Skip to main content

Music industry sues so-called Popcorn Time for music, Aurous, days after launch

music industry sues aurous popcorn time for screenshots windows 1
It took no time at all for music streamer Aurous to earn its nickname as the “Popcorn Time for music,” and it’s taken no time at all for the upstart to get sued. Launched publicly last Saturday, Aurous is having to answer a law suit from The Recording Industry Association of America (RIAA), on behalf of the three major record labels, for “willful and egregious copyright infringement” according to the lawsuit (via the Guardian). While the desktop and mobile music app bears a likeness to Spotify and competitors, there’s one big difference: it allegedly sources some of its music from piracy sites like Pleer, VK, and MP3Skull.

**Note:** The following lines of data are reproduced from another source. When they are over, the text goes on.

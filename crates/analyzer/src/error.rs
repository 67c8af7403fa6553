//! Error and warning types for the analyzer
//!
//! Two different kinds of failure live here:
//!
//! - [`AnalyzerError`] covers the operational surface (loading configuration,
//!   installing a log subscriber, serializing results). These are returned as `Err`.
//! - [`Warning`] describes malformed protocol input. Malformed input is never an
//!   `Err`: the parser records a warning against the offending byte span and
//!   carries on with the next header or line.

use serde::{Deserialize, Serialize};
use std::ops::Range;
use thiserror::Error;

/// A type alias for handling `Result`s with `AnalyzerError`
pub type Result<T> = std::result::Result<T, AnalyzerError>;

/// Errors raised by the analyzer's operational surface
#[derive(Error, Debug)]
pub enum AnalyzerError {
    /// Invalid configuration value
    #[error("Configuration error: {0}")]
    Config(String),

    /// Configuration file could not be parsed
    #[error("Invalid configuration file: {0}")]
    ConfigFormat(#[from] toml::de::Error),

    /// Unknown log level name
    #[error("Invalid log level: {0}")]
    InvalidLogLevel(String),

    /// Log subscriber could not be installed
    #[error("Logging setup failed: {0}")]
    Logging(String),

    /// Serialization of analysis results failed
    #[error("Serialization error: {0}")]
    Serialization(#[from] serde_json::Error),

    /// I/O error while reading configuration
    #[error("I/O error: {0}")]
    Io(#[from] std::io::Error),
}

impl AnalyzerError {
    /// Create a configuration error
    pub fn config<S: Into<String>>(msg: S) -> Self {
        Self::Config(msg.into())
    }
}

/// Kinds of malformed-input condition reported while dissecting a message
#[derive(Debug, Clone, Copy, PartialEq, Eq, Hash, Serialize, Deserialize)]
#[serde(rename_all = "snake_case")]
pub enum WarningKind {
    /// A header line has no `:` separating name and value
    HeaderNoColon,
    /// The header name is neither a known header nor a configured custom header
    UnrecognizedHeader,
    /// The header block ended at the end of the buffer without an empty line
    HeaderNotTerminated,
    /// A URI in an address header could not be delimited
    MalformedUri,
    /// CSeq lacks a number or a method token
    MalformedCSeq,
    /// CSeq method exceeds the configured maximum length
    CSeqMethodTooLong,
    /// RAck lacks one of its three parts
    MalformedRAck,
    /// A numeric header carried a non-numeric value
    MalformedInteger,
    /// A Via sent-by has a `:` with no port digits
    MalformedViaPort,
    /// An authentication parameter has no `=`
    MalformedAuthParameter,
    /// A security mechanism numeric parameter has no value
    MalformedSecurityParameter,
    /// Content-Length declares more bytes than the buffer holds
    ContentLengthMismatch,
}

impl WarningKind {
    /// Human readable summary
    pub fn description(&self) -> &'static str {
        match self {
            WarningKind::HeaderNoColon => "Header has no colon after the name",
            WarningKind::UnrecognizedHeader => "Unrecognised SIP header",
            WarningKind::HeaderNotTerminated => "Header not terminated by empty line (CRLF)",
            WarningKind::MalformedUri => "Malformed URI",
            WarningKind::MalformedCSeq => "Malformed CSeq",
            WarningKind::CSeqMethodTooLong => "CSeq method too long",
            WarningKind::MalformedRAck => "Malformed RAck",
            WarningKind::MalformedInteger => "Expected an unsigned integer value",
            WarningKind::MalformedViaPort => "Via sent-by has a colon but no port",
            WarningKind::MalformedAuthParameter => "Authentication parameter without value",
            WarningKind::MalformedSecurityParameter => "Security mechanism parameter without value",
            WarningKind::ContentLengthMismatch => "Content-Length exceeds the available bytes",
        }
    }
}

impl std::fmt::Display for WarningKind {
    fn fmt(&self, f: &mut std::fmt::Formatter<'_>) -> std::fmt::Result {
        f.write_str(self.description())
    }
}

/// A malformed-input condition tied to a byte span of the message
#[derive(Debug, Clone, PartialEq, Eq, Serialize, Deserialize)]
pub struct Warning {
    pub kind: WarningKind,
    pub span: Range<usize>,
}

impl Warning {
    pub fn new(kind: WarningKind, span: Range<usize>) -> Self {
        Self { kind, span }
    }
}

“This service is a flagrant example of a business model powered by copyright theft on a massive scale,” said an RIAA rep to the Guardian. “Like Grokster, Limewire or Grooveshark, it is neither licensed nor legal. We will not allow such a service to willfully trample the rights of music creators.”

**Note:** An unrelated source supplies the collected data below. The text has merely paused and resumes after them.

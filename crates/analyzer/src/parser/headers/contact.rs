use crate::error::{Warning, WarningKind};
use crate::parser::uri::parse_name_addr_or_addr_spec;
use crate::parser::utils::{find_any_unquoted, leading_u32, skip_wsp, starts_with_ignore_case, trim_wsp_end};
use crate::types::{ContactEntry, ContactList, UriOffsets};
use std::ops::Range;

/// Contact        =  ("Contact" / "m" ) HCOLON
///                   ( STAR / (contact-param *(COMMA contact-param)))
/// contact-param  =  (name-addr / addr-spec) *(SEMI contact-params)
pub fn parse_contact(buf: &[u8], start: usize, end: usize, warnings: &mut Vec<Warning>) -> ContactList {
    let end = end.min(buf.len());
    let first = skip_wsp(buf, start, end);
    if buf.get(first) == Some(&b'*') && trim_wsp_end(buf, first, end) == first + 1 {
        return ContactList {
            star: true,
            contacts: Vec::new(),
        };
    }

    let mut list = ContactList::default();
    let mut current = start;
    while skip_wsp(buf, current, end) < end {
        let uri = match parse_name_addr_or_addr_spec(buf, current, end) {
            Some(uri) => uri,
            None => {
                warnings.push(Warning::new(WarningKind::MalformedUri, current..end));
                break;
            }
        };
        let (entry, next) = contact_params(buf, uri, end);
        list.contacts.push(entry);
        match next {
            Some(next) => current = next,
            None => break,
        }
    }
    list
}

/// Parse the `;` parameters after one contact URI. Returns the entry and
/// the start of the next contact-param, if a comma follows.
fn contact_params(buf: &[u8], uri: UriOffsets, end: usize) -> (ContactEntry, Option<usize>) {
    let after_uri = uri.name_addr.as_ref().map_or(end, |r| r.end);
    let mut params: Vec<Range<usize>> = Vec::new();
    let mut expires = None;
    let mut next = None;

    let mut delimiter = find_any_unquoted(buf, after_uri, end, b",;");
    while let Some((pos, c)) = delimiter {
        if c == b',' {
            next = Some(pos + 1);
            break;
        }
        let param_start = skip_wsp(buf, pos + 1, end);
        delimiter = find_any_unquoted(buf, param_start, end, b",;");
        let param_end = trim_wsp_end(buf, param_start, delimiter.map_or(end, |(p, _)| p));
        if starts_with_ignore_case(buf, param_start, b"expires=") {
            expires = leading_u32(&buf[param_start + 8..param_end.max(param_start + 8)]);
        }
        params.push(param_start..param_end);
    }

    (ContactEntry { uri, params, expires }, next)
}
use crate::error::{Warning, WarningKind};
use crate::parser::utils::{find_any, find_byte, find_closing_quote, is_wsp, skip_wsp, text, trim_wsp_end};
use crate::types::{AuthParam, AuthParamName, AuthValue};

/// challenge / credentials  =  auth-scheme LWS auth-param *(COMMA auth-param)
/// Authentication-Info      =  ainfo *(COMMA ainfo)
///
/// `has_scheme` is false for Authentication-Info, whose value starts
/// directly with parameters. An item without `=` ends the list with a
/// warning.
pub fn parse_auth(
    buf: &[u8],
    start: usize,
    end: usize,
    has_scheme: bool,
    warnings: &mut Vec<Warning>,
) -> AuthValue {
    let end = end.min(buf.len());
    let mut value = AuthValue::default();
    let mut current = skip_wsp(buf, start, end);

    if has_scheme {
        let scheme_end = buf[current.min(end)..end]
            .iter()
            .position(|&c| is_wsp(c) || c == b'\r' || c == b'\n')
            .map_or(end, |i| current + i);
        if scheme_end > current {
            value.scheme = Some(current..scheme_end);
        }
        current = scheme_end;
    }

    loop {
        current = skip_separators(buf, current, end);
        if current >= end {
            break;
        }

        let item_end = find_byte(buf, current, end, b',').unwrap_or(end);
        let equals = match find_byte(buf, current, item_end, b'=') {
            Some(pos) => pos,
            None => {
                warnings.push(Warning::new(
                    WarningKind::MalformedAuthParameter,
                    current..trim_wsp_end(buf, current, item_end),
                ));
                break;
            }
        };

        let name_span = current..trim_wsp_end(buf, current, equals);
        let value_start = skip_wsp(buf, equals + 1, end);
        let value_end = if buf.get(value_start) == Some(&b'"') {
            find_closing_quote(buf, value_start, end).map_or(end, |quote| quote + 1)
        } else {
            let stop = find_any(buf, value_start, end, b",\r\n").map_or(end, |(pos, _)| pos);
            trim_wsp_end(buf, value_start, stop)
        };

        value.params.push(AuthParam {
            name: AuthParamName::from_name(&text(buf, name_span.clone())),
            name_span,
            value_span: value_start..value_end,
        });
        current = value_end;
    }

    value
}

/// Whitespace, commas and folding between auth parameters
fn skip_separators(buf: &[u8], from: usize, to: usize) -> usize {
    let mut current = from;
    while current < to && matches!(buf[current], b' ' | b'\t' | b',' | b'\r' | b'\n') {
        current += 1;
    }
    current
}

#[cfg(test)]
mod tests {
    use super::*;

    fn value_text<'a>(buf: &'a [u8], value: &AuthValue, name: AuthParamName) -> &'a [u8] {
        let param = value.param(name).unwrap();
        &buf[param.value_span.clone()]
    }

    #[test]
    fn test_digest_credentials() {
        let buf = br#"Digest username="bob", realm="biloxi.com", nonce="dcd98b7102dd2f0e8b11d0f600bfb0c093", uri="sip:bob@biloxi.com", response="245f23415f11432b3434341c022", algorithm=MD5, nc=00000001"#;
        let mut warnings = Vec::new();
        let value = parse_auth(buf, 0, buf.len(), true, &mut warnings);
        assert!(warnings.is_empty());
        assert_eq!(&buf[value.scheme.clone().unwrap()], b"Digest");
        assert_eq!(value.params.len(), 7);
        assert_eq!(value_text(buf, &value, AuthParamName::Username), br#""bob""#);
        assert_eq!(value_text(buf, &value, AuthParamName::Algorithm), b"MD5");
        assert_eq!(value_text(buf, &value, AuthParamName::Nc), b"00000001");
    }

    #[test]
    fn test_quoted_value_with_comma() {
        let buf = br#"Digest realm="a, b", qop="auth,auth-int", x-vendor=1"#;
        let mut warnings = Vec::new();
        let value = parse_auth(buf, 0, buf.len(), true, &mut warnings);
        assert_eq!(value.params.len(), 3);
        assert_eq!(value_text(buf, &value, AuthParamName::Qop), br#""auth,auth-int""#);
        assert!(value.params[2].name.is_none());
    }

    #[test]
    fn test_authentication_info_has_no_scheme() {
        let buf = br#"nextnonce="47364c23432d2e131a5fb210812c", rspauth="abc""#;
        let mut warnings = Vec::new();
        let value = parse_auth(buf, 0, buf.len(), false, &mut warnings);
        assert!(value.scheme.is_none());
        assert_eq!(value.params.len(), 2);
        assert!(value.param(AuthParamName::Nextnonce).is_some());
        assert!(value.param(AuthParamName::Rspauth).is_some());
    }

    #[test]
    fn test_item_without_equals_stops_with_warning() {
        let buf = br#"Digest realm="x", broken, nonce="y""#;
        let mut warnings = Vec::new();
        let value = parse_auth(buf, 0, buf.len(), true, &mut warnings);
        assert_eq!(value.params.len(), 1);
        assert_eq!(warnings.len(), 1);
        assert_eq!(warnings[0].kind, WarningKind::MalformedAuthParameter);
        assert_eq!(&buf[warnings[0].span.clone()], b"broken");
    }
}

The app’s developer Andrew Sampson told Billboard this week that the content on the site is, in fact, licensed. “We’re pulling content from sources that are licensed. From a legal standpoint, what we’re doing is okay,” he said to the publication. “All files are streamed from legitimate sources — we don’t host anything. We only share cached results over peer-to-peer.”

Sampson also mentioned that his app uses 120 “licensed content APIs”  and that someone could upload unauthorized content to these sites. But he stressed that the music content on the app largely comes sourced from legitimate sources like YouTube and Soundcloud.

In response to the RIAA lawsuit, Aurous took to Twitter to say that the app isn’t “going anywhere” and that, contrary to the association’s accusations, the company isn’t profiting from the platform.

The fight between the RIAA and Aurous has begun, and it looks like the streamer — albeit small enough to try crowdsourcing $25,000 (before deciding it was a bad idea)  — isn’t going to go down without a fight.